His interest in inscriptions began early in his career with a study of Polynesian petroglyphs published in 1940, but his most famous work came much later, starting in 1976 with his publication of America B.C., in which he proposed translations of inscriptions found on rock surfaces and artifacts in North and South America which he believed to be written in Old World scripts and languages. He followed up this work in 1980 with Saga America and in 1982 with Bronze Age America.

Fell's epigraphic work was not well received in academia. Critics of Fell's work routinely dismissed him as an amateur, pointing out his lack of formal training in ancient scripts and languages.

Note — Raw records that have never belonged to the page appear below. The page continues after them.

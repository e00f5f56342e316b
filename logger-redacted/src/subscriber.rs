// Global tracing subscriber setup
use crate::config::LoggerConfig;
use thiserror::Error;
use tracing_subscriber::{fmt, layer::SubscriberExt, util::SubscriberInitExt, EnvFilter};

#[derive(Error, Debug)]
pub enum LoggerError {
    #[error("Invalid log filter '{directive}': {message}")]
    InvalidFilter { directive: String, message: String },

    #[error("A global subscriber is already installed: {0}")]
    AlreadyInitialized(String),
}

/// Build the filter: `RUST_LOG` wins, otherwise the configured level
pub fn build_filter(config: &LoggerConfig) -> Result<EnvFilter, LoggerError> {
    if let Ok(filter) = EnvFilter::try_from_default_env() {
        return Ok(filter);
    }

    let directive = config.default_directive();
    EnvFilter::try_new(&directive).map_err(|e| LoggerError::InvalidFilter {
        directive,
        message: e.to_string(),
    })
}

/// Install the process-wide subscriber. Call once from `main`.
pub fn init_logging(config: &LoggerConfig) -> Result<(), LoggerError> {
    let filter = build_filter(config)?;

    let result = if config.json {
        tracing_subscriber::registry()
            .with(filter)
            .with(
                fmt::layer()
                    .with_target(config.with_target)
                    .with_timer(fmt::time::ChronoUtc::rfc_3339())
                    .with_ansi(false)
                    .json(),
            )
            .try_init()
    } else {
        tracing_subscriber::registry()
            .with(filter)
            .with(
                fmt::layer()
                    .with_target(config.with_target)
                    .with_timer(fmt::time::ChronoUtc::rfc_3339()),
            )
            .try_init()
    };

    result.map_err(|e| LoggerError::AlreadyInitialized(e.to_string()))
}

A scholarly response to Fell's work was prepared by Ives Goddard and William W. Fitzhugh of the Department of Anthropology at the Smithsonian Institution. They stated, in 1978, that "the arguments of America B.C. are unconvincing. The only accepted case of pre-Columbian European contact in North America remains the Norse site of L'Anse aux Meadows in northern Newfoundland. Perhaps some day credible proof of other early European contacts will be discovered in the New World. However, America B.C. does not contain such proof and does not employ the standard linguistic and archeological methods that would be necessary to convince specialists in these fields."

One example of Fell's claims is his contention in Saga America that Brendan of Clonfert may have reached North America centuries before Columbus. This is based on Fell's translation, published in the magazine Wonderful West Virginia in 1983, of two rock-cut inscriptions located at archaeological sites in Wyoming and Boone counties, West Virginia. According to Fell, these inscriptions narrate the story of Christ's nativity and are written in an old Irish script called Ogham, dating back to the 6th or 8th century AD. This led to the publication of articles in the journal The West Virginia Archeologist that were highly critical of Fell's conclusions and methodology, including a 1983 article by archaeologist and historian W. Hunter Lesser describing Fell's claims as pseudoscientific and unreliable. In 1989 lawyers Monroe Oppenheimer and Willard Wirtz wrote an article based on opinions of academic archaeologists and linguists to dispute that the inscription is written in Ogham script. They further accused Fell of deliberate fraud.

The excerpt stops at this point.